Let’s try it, and see what happens.

Janet agreed to let them continue to try a low dose of the Zyprexa, and wait and see if it continued to help me.   Whether or not it was the Zyprexa or the near death experience that helped me, I stayed on Zyprexa for the rest of my life, and never had another aggressive or angry day.  I was sweet like I was before I got dementia.  More mentally sharp than I’d been in several months.  And I very much enjoyed that last month of my life at the memory care facility.

I was happy again – for the first time in a very long time.

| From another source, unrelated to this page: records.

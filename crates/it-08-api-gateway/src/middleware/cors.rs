//! CORS from gateway configuration.

use crate::domain::config::CorsConfig;
use axum::http::{HeaderName, HeaderValue, Method};
use std::time::Duration;
use tower_http::cors::{Any, CorsLayer};

pub fn create_cors_layer(config: &CorsConfig) -> CorsLayer {
    if !config.enabled {
        return CorsLayer::new();
    }

    let mut cors = CorsLayer::new();

    if config.allowed_origins.iter().any(|o| o == "*") {
        cors = cors.allow_origin(Any);
    } else {
        let origins: Vec<HeaderValue> = config
            .allowed_origins
            .iter()
            .filter_map(|o| o.parse().ok())
            .collect();
        cors = cors.allow_origin(origins);
    }

    let methods: Vec<Method> = config
        .allowed_methods
        .iter()
        .filter_map(|m| m.parse().ok())
        .collect();
    cors = cors.allow_methods(methods);

    if config.allowed_headers.iter().any(|h| h == "*") {
        cors = cors.allow_headers(Any);
    } else {
        let headers: Vec<HeaderName> = config
            .allowed_headers
            .iter()
            .filter_map(|h| h.parse().ok())
            .collect();
        cors = cors.allow_headers(headers);
    }

    // Browsers need this to read the assigned object identifier.
    if !config.expose_headers.is_empty() {
        let expose: Vec<HeaderName> = config
            .expose_headers
            .iter()
            .filter_map(|h| h.parse().ok())
            .collect();
        cors = cors.expose_headers(expose);
    }

    cors.max_age(Duration::from_secs(config.max_age))
}

#[cfg(test)]
mod tests {
    use super::*;
    use axum::{body::Body, http::Request, routing::get, Router};
    use tower::ServiceExt;

    async fn preflight(config: &CorsConfig) -> axum::response::Response {
        Router::new()
            .route("/generate-url", get(|| async { "ok" }))
            .layer(create_cors_layer(config))
            .oneshot(
                Request::builder()
                    .method(Method::OPTIONS)
                    .uri("/generate-url")
                    .header("origin", "https://app.example")
                    .header("access-control-request-method", "POST")
                    .body(Body::empty())
                    .unwrap(),
            )
            .await
            .unwrap()
    }

    #[tokio::test]
    async fn test_default_allows_any_origin() {
        let response = preflight(&CorsConfig::default()).await;
        assert_eq!(
            response.headers().get("access-control-allow-origin").unwrap(),
            "*"
        );
    }

    #[tokio::test]
    async fn test_specific_origins() {
        let config = CorsConfig {
            allowed_origins: vec!["https://other.example".to_string()],
            ..Default::default()
        };
        let response = preflight(&config).await;
        assert!(response.headers().get("access-control-allow-origin").is_none());
    }
}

My mind was growing sharper each day.  I was happy for the first time in a very long time.  Maybe if I had not been given Macrobid by the memory care facility doctor, I may have lived longer, and shown even more improvement.  My personality was kinder and gentler, and I actually started making friends at the facility.  I started playing Bingo, and was managing two cards while everyone else could manage only one.  I started to enjoy my life, and was developing interests in activities.  My dementia was beginning to reverse itself, instead of the usual course of getting worse.  

The photos below illustrate what my dementia truly looked like in the absence of sedation.

Talking to Kitty Cat:


In stitches with laughter while enjoying a fun conversation with a care staff person:


My 90th birthday celebration:


I am a firm believer that most cases of dementia can be prevented, stopped, reversed, and maybe even cured – but at the very least, helped.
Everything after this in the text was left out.